Steam Just Decided Adult Games Can't Be Works-In-Progress Anymore
The ongoing corporate war against anything remotely sexual in gaming has just taken another weird, oddly specific turn.
Valve has quietly begun blocking games with "explicit sexual content" from being released on Steam Early Access. There was no grand policy announcement, no blog post. Developers just started getting rejection letters, leaving them scrambling to figure out why a system they've relied on for years has suddenly slammed the door in their faces.
The Unannounced Purge
According to a report from Pascal Wagner at GamesMarkt, developers are now receiving a new, chillingly vague message from Valve. "Your app has failed our review because we're unable to support the Early Access model of development for a game with mature themes,” the rejection states.
The studio Dammitbird, developer of the adult game Heavy Hearts, was one of the first to get hit. They were about 70% finished with their game, well within the typical range for an Early Access launch, when they were blindsided by the new, unwritten rule. Suddenly, a crucial path to funding and community feedback was gone.
The Puppet Masters
So why the sudden change? This isn't just Steam being weird for the sake of it. The strings are almost certainly being pulled by the payment processors. Companies like Visa, Mastercard, and PayPal are on a moral crusade, pressuring any platform that uses their services to crack down on adult content.
The likely theory is that these processors are spooked by the very idea of a game that's still in development.

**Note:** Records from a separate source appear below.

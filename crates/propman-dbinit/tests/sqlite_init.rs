//! End-to-end runs against an in-memory SQLite database.

use std::fs;

use sqlx::sqlite::SqliteConnection;
use sqlx::Connection;
use tempfile::TempDir;

use propman_dbinit::prelude::*;

struct Sqlite(SqliteConnection);

impl SqlExecutor for Sqlite {
    async fn execute(&mut self, sql: &str) -> Result<()> {
        sqlx::raw_sql(sql).execute(&mut self.0).await?;
        Ok(())
    }
}

async fn memory_db() -> Sqlite {
    Sqlite(
        SqliteConnection::connect("sqlite::memory:")
            .await
            .expect("Failed to open in-memory SQLite"),
    )
}

fn write(dir: &TempDir, name: &str, content: &str) {
    fs::write(dir.path().join(name), content).unwrap();
}

const TABLES: &str = "\
CREATE TABLE properties (
    id INTEGER PRIMARY KEY,
    name TEXT NOT NULL,
    website TEXT,
    room_count INTEGER NOT NULL DEFAULT 0
);
CREATE TABLE rooms (
    id INTEGER PRIMARY KEY,
    property_id INTEGER NOT NULL REFERENCES properties(id),
    label TEXT
);
";

const TRIGGERS: &str = "\
DELIMITER //
CREATE TRIGGER rooms_count AFTER INSERT ON rooms
FOR EACH ROW
BEGIN
    UPDATE properties SET room_count = room_count + 1 WHERE id = NEW.property_id;
END //
DELIMITER ;
";

const DEMO_DATA: &str = "\
INSERT INTO properties (id, name, website) VALUES (1, 'Green PG', 'https://green.example.com//home');
INSERT INTO rooms (property_id, label) VALUES (1, 'A1');
INSERT INTO rooms (property_id, label) VALUES (1, 'A2');
";

#[tokio::test]
async fn root_file_with_includes_trigger_and_follow_up() {
    let dir = TempDir::new().unwrap();
    write(&dir, "tables.sql", TABLES);
    write(&dir, "triggers_body.sql", TRIGGERS);
    write(
        &dir,
        "init.sql",
        "SOURCE tables.sql;\nSELECT * FROM missing_table;\nSOURCE triggers_body.sql;\n",
    );
    write(&dir, "assign_demo_data.sql", DEMO_DATA);

    let mut db = memory_db().await;
    let report = Initializer::new(InitPlan::new(dir.path()))
        .run(&mut db)
        .await
        .unwrap();

    assert_eq!(report.strategy, Strategy::Root);
    assert_eq!(report.failed(), 1);
    let failure = report.failures().next().unwrap();
    assert!(failure.preview.starts_with("SELECT * FROM missing_table"));

    let rooms: i64 = sqlx::query_scalar("SELECT room_count FROM properties WHERE id = 1")
        .fetch_one(&mut db.0)
        .await
        .unwrap();
    assert_eq!(rooms, 2);

    let website: String = sqlx::query_scalar("SELECT website FROM properties WHERE id = 1")
        .fetch_one(&mut db.0)
        .await
        .unwrap();
    assert_eq!(website, "https://green.example.com//home");
}

#[tokio::test]
async fn fallback_files_skip_database_selection() {
    let dir = TempDir::new().unwrap();
    write(&dir, "schema.sql", TABLES);
    write(
        &dir,
        "functions.sql",
        "USE propman;\nCREATE VIEW property_names AS SELECT name FROM properties;\n",
    );
    write(&dir, "triggers.sql", &format!("USE propman;\n{TRIGGERS}"));
    write(&dir, "schema_update.sql", DEMO_DATA);

    let mut db = memory_db().await;
    let report = Initializer::new(InitPlan::new(dir.path()))
        .run(&mut db)
        .await
        .unwrap();

    assert_eq!(report.strategy, Strategy::Fallback);
    assert_eq!(report.failed(), 0);

    let names: Vec<String> = sqlx::query_scalar("SELECT name FROM property_names")
        .fetch_all(&mut db.0)
        .await
        .unwrap();
    assert_eq!(names, vec!["Green PG".to_string()]);

    let rooms: i64 = sqlx::query_scalar("SELECT room_count FROM properties WHERE id = 1")
        .fetch_one(&mut db.0)
        .await
        .unwrap();
    assert_eq!(rooms, 2);
}

#[tokio::test]
async fn root_path_that_is_not_a_file_uses_fallback() {
    let dir = TempDir::new().unwrap();
    fs::create_dir(dir.path().join("init.sql")).unwrap();
    write(&dir, "schema.sql", TABLES);

    let mut db = memory_db().await;
    let report = Initializer::new(InitPlan::new(dir.path()))
        .run(&mut db)
        .await
        .unwrap();

    assert_eq!(report.strategy, Strategy::Fallback);
    assert_eq!(report.failed(), 0);
}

A finished game can be reviewed and approved, but an Early Access title could, in theory, add new content down the line that violates their ever-tightening, oppressive guidelines. (Even though a 1.0 release can also get huge updates but…hey who said it’s logical?)
A Bizarrely Specific Ban
This whole thing is just... weird. I get that Steam is in a tough spot; they need payment processors to function. But targeting Early Access specifically is a strange line to draw in the sand. A finished, 100% complete adult game is apparently fine, but a game that's 70% done is a bridge too far? It makes no sense.
It feels like a half-measure designed to appease their corporate overlords without having to ban adult games outright. It’s a policy that feels arbitrary and, thanks to the lack of any official announcement, deeply disrespectful to the developers who have built their business models around the Early Access system.
This is just the latest battle in a long, depressing war against creative freedom. While developers and journalists continue to protest, the distribution channels for any game that dares to be sexual are getting narrower by the day. And this bizarre, nonsensical new rule is just another brick in the wall.